Instructions for the task: Once a line is found to contain "descriptor", copy it out of the listing.

Extracted data:
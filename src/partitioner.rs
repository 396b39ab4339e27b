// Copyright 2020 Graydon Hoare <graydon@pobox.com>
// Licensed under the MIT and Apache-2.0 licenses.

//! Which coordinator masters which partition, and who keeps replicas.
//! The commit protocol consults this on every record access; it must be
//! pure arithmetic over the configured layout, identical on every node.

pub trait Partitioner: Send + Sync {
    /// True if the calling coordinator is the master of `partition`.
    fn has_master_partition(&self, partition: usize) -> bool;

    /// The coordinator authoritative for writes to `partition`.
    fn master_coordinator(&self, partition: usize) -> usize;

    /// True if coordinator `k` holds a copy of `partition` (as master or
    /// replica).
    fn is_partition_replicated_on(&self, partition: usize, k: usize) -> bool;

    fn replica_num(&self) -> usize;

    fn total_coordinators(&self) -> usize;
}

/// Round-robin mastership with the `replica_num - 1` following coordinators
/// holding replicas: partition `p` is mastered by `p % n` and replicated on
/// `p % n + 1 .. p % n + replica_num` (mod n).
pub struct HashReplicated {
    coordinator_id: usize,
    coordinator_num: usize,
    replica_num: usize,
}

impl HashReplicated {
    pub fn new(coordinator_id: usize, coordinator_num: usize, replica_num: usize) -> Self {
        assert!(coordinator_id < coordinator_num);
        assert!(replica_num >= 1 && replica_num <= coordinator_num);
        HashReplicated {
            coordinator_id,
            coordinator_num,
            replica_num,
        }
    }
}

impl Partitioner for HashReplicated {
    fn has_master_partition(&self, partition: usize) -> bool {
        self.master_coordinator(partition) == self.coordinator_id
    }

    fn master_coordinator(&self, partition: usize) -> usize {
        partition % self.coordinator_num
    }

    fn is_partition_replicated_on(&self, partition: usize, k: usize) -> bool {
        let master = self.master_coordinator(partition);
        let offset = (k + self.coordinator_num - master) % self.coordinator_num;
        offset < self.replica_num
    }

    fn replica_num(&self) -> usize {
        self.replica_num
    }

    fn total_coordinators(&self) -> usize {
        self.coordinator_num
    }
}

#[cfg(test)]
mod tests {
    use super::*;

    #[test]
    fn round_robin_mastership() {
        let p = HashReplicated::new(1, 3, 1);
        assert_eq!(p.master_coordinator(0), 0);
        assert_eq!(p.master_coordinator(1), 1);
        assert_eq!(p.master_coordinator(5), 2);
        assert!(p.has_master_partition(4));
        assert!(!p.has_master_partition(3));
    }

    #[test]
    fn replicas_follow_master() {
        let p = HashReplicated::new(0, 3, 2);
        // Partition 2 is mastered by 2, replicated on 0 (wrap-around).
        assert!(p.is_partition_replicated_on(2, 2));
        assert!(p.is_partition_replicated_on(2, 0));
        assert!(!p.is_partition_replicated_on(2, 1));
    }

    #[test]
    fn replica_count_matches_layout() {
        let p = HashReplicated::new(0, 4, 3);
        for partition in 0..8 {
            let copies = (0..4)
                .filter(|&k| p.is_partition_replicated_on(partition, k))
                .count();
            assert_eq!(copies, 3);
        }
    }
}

---

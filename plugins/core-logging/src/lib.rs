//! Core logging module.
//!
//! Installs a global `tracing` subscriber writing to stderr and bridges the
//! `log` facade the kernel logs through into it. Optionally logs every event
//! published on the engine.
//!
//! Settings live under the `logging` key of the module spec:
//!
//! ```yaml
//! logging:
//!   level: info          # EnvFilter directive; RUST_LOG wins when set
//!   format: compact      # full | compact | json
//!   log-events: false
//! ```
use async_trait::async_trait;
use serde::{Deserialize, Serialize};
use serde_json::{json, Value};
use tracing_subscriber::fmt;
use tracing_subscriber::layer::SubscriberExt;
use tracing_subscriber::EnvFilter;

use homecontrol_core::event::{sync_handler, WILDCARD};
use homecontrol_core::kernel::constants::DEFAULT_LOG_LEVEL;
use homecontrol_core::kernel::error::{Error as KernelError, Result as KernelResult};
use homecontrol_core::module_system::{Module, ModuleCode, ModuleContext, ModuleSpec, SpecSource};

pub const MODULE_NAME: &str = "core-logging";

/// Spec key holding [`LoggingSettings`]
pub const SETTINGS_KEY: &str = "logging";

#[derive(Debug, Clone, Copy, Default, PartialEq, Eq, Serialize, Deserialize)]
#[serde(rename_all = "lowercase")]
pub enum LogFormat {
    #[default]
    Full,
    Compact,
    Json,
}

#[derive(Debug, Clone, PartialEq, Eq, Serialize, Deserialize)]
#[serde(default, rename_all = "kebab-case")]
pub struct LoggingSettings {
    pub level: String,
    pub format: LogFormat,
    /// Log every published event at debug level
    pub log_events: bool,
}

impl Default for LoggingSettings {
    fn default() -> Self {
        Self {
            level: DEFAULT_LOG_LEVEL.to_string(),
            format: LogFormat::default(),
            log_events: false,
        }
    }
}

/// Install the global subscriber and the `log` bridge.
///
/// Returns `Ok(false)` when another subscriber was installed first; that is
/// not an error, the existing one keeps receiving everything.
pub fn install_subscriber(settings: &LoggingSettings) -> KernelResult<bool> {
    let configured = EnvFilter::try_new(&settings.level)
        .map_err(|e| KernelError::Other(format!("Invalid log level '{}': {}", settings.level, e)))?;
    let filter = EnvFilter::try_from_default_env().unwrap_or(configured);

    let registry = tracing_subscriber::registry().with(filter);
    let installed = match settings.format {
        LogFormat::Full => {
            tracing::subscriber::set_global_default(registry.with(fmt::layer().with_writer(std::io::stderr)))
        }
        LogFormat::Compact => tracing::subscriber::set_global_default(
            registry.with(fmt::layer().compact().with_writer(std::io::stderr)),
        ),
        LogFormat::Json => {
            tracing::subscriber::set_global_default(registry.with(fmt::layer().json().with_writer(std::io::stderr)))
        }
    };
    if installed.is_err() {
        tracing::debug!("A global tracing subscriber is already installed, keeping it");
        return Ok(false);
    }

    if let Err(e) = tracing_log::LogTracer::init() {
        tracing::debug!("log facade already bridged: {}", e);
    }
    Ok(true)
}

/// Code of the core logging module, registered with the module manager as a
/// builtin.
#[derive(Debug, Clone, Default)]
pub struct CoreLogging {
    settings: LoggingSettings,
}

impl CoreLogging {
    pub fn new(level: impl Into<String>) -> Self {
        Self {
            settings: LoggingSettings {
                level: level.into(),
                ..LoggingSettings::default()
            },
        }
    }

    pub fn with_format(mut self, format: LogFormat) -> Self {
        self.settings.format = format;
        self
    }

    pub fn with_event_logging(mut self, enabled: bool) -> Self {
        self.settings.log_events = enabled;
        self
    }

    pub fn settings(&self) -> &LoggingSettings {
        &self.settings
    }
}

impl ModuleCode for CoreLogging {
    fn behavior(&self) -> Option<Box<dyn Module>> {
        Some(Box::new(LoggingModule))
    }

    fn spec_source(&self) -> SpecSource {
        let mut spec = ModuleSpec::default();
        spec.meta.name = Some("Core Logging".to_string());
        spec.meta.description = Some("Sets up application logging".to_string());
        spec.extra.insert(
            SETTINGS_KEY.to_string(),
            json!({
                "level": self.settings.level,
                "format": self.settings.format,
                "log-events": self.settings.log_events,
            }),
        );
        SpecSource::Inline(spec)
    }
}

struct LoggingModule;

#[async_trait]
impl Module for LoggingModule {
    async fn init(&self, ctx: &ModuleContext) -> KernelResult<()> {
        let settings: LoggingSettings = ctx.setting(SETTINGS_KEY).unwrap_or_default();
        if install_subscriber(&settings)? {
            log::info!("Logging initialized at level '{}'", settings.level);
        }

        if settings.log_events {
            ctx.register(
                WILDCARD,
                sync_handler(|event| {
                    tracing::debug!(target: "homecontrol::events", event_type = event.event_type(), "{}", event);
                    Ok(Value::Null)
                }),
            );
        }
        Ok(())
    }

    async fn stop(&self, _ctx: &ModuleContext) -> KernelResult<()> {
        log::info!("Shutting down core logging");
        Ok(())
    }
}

...

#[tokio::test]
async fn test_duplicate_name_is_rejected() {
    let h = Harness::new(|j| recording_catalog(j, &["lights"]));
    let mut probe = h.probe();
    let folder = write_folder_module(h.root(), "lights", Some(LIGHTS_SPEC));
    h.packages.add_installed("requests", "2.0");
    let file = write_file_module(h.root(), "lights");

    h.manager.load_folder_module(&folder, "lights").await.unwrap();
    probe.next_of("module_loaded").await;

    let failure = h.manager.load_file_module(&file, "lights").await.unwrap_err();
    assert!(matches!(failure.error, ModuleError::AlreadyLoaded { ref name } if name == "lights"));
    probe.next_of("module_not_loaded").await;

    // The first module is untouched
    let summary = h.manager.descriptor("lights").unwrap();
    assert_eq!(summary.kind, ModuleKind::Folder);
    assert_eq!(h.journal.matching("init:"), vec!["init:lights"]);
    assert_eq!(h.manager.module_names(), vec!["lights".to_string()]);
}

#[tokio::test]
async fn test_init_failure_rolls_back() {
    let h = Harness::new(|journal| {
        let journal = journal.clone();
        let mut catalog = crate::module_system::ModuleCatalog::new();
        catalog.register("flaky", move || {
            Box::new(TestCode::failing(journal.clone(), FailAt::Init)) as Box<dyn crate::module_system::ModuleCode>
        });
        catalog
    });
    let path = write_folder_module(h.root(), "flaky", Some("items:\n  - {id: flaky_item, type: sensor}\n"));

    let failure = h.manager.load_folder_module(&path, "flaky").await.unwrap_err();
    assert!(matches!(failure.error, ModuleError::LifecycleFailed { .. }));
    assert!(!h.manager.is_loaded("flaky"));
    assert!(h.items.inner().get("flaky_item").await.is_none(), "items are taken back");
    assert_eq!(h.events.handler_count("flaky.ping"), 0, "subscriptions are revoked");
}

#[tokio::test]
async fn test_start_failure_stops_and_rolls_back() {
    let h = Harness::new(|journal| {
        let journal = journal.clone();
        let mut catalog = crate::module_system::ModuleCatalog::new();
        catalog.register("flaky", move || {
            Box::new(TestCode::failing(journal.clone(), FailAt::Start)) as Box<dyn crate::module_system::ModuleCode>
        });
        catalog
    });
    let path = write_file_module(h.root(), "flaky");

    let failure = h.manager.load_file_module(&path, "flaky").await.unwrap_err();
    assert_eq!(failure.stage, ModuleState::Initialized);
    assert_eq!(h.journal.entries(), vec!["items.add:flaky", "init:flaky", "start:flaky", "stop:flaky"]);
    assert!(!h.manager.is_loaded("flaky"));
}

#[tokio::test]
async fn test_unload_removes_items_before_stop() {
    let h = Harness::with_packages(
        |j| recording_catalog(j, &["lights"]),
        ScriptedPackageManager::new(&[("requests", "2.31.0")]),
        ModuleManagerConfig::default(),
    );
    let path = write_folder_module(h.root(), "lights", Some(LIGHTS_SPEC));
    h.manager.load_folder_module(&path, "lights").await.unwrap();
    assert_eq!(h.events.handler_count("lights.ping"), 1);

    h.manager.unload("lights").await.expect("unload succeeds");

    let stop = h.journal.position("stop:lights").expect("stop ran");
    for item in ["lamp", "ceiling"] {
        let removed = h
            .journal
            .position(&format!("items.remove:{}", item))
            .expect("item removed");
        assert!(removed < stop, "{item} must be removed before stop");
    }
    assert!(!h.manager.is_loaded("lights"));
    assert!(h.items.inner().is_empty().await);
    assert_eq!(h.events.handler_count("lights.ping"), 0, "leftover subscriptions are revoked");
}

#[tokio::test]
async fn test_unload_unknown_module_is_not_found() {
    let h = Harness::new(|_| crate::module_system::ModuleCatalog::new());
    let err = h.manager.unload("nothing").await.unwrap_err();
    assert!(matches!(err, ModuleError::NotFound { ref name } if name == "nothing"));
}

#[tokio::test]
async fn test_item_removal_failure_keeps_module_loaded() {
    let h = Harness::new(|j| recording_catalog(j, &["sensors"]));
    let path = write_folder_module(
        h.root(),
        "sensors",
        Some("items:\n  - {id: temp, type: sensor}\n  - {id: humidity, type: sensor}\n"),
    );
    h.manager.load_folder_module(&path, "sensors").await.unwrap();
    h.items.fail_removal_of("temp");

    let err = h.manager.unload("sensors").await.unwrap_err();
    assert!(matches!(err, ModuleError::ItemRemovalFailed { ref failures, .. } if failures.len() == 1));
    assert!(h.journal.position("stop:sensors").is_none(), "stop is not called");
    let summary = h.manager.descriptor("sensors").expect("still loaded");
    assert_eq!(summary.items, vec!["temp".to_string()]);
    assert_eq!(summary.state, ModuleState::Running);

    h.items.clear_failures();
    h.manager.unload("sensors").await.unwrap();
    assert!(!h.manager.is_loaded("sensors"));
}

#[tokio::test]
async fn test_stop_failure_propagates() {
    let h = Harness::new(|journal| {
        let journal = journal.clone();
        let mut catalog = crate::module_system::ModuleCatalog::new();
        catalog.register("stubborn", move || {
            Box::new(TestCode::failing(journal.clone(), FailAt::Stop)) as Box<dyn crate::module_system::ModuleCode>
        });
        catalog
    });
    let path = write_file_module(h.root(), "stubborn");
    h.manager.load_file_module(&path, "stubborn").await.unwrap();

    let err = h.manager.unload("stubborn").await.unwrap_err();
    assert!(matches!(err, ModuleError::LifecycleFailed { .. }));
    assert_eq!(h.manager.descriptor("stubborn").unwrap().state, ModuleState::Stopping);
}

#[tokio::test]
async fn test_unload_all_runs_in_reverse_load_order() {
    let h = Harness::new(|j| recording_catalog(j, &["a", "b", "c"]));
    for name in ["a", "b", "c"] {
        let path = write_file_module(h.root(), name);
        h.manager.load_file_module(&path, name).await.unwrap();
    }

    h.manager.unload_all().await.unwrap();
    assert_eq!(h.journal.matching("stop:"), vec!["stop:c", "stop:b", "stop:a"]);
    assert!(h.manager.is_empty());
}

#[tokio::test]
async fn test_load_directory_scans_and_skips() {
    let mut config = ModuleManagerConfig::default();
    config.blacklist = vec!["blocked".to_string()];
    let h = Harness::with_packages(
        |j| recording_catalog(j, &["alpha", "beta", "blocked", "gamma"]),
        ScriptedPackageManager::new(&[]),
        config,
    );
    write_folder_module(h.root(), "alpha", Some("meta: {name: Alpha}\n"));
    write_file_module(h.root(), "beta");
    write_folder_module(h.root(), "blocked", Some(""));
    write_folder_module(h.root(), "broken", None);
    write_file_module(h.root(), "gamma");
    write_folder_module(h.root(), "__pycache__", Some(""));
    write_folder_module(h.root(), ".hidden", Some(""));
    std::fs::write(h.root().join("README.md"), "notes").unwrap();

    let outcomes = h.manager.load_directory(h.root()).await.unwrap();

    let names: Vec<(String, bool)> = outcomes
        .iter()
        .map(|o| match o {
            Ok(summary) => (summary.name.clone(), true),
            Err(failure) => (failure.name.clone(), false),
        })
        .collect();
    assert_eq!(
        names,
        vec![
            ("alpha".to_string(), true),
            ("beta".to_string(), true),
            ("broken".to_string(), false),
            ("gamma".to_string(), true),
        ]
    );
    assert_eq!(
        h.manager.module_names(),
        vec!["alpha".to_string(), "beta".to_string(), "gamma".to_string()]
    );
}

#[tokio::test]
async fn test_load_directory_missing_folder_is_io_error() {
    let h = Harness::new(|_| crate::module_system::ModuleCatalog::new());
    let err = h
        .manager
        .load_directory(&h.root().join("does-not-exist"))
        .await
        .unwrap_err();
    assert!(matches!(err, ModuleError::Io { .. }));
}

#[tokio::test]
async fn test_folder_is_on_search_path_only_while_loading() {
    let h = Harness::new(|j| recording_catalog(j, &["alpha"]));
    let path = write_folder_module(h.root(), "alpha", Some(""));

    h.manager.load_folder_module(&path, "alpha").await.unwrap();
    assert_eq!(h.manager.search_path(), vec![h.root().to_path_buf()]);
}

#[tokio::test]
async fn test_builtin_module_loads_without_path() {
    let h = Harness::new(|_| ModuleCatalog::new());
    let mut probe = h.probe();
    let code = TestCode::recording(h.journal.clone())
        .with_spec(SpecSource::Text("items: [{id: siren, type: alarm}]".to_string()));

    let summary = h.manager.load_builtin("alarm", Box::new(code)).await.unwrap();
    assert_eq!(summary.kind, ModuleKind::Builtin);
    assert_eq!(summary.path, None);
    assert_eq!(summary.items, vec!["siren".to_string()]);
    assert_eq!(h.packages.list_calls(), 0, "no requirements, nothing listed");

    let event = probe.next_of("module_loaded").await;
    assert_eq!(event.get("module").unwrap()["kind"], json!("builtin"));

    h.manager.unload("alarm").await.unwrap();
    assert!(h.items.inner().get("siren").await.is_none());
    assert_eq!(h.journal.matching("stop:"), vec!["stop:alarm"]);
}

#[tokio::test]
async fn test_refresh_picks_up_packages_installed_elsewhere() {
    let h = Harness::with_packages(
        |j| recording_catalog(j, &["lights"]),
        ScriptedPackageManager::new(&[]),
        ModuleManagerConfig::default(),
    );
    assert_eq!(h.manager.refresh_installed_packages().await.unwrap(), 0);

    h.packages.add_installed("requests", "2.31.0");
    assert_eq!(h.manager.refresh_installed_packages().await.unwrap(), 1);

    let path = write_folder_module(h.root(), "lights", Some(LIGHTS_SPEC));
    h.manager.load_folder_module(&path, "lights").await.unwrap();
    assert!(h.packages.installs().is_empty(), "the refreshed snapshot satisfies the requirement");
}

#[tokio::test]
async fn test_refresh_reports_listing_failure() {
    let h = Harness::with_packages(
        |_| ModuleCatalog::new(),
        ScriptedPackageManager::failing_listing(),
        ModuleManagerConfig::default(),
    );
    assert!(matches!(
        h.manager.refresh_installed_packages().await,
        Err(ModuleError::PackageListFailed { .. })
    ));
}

Answer area:
    let summary = h.manager.descriptor("lights").unwrap();
    let summary = h.manager.descriptor("sensors").expect("still loaded");
    assert_eq!(h.manager.descriptor("stubborn").unwrap().state, ModuleState::Stopping);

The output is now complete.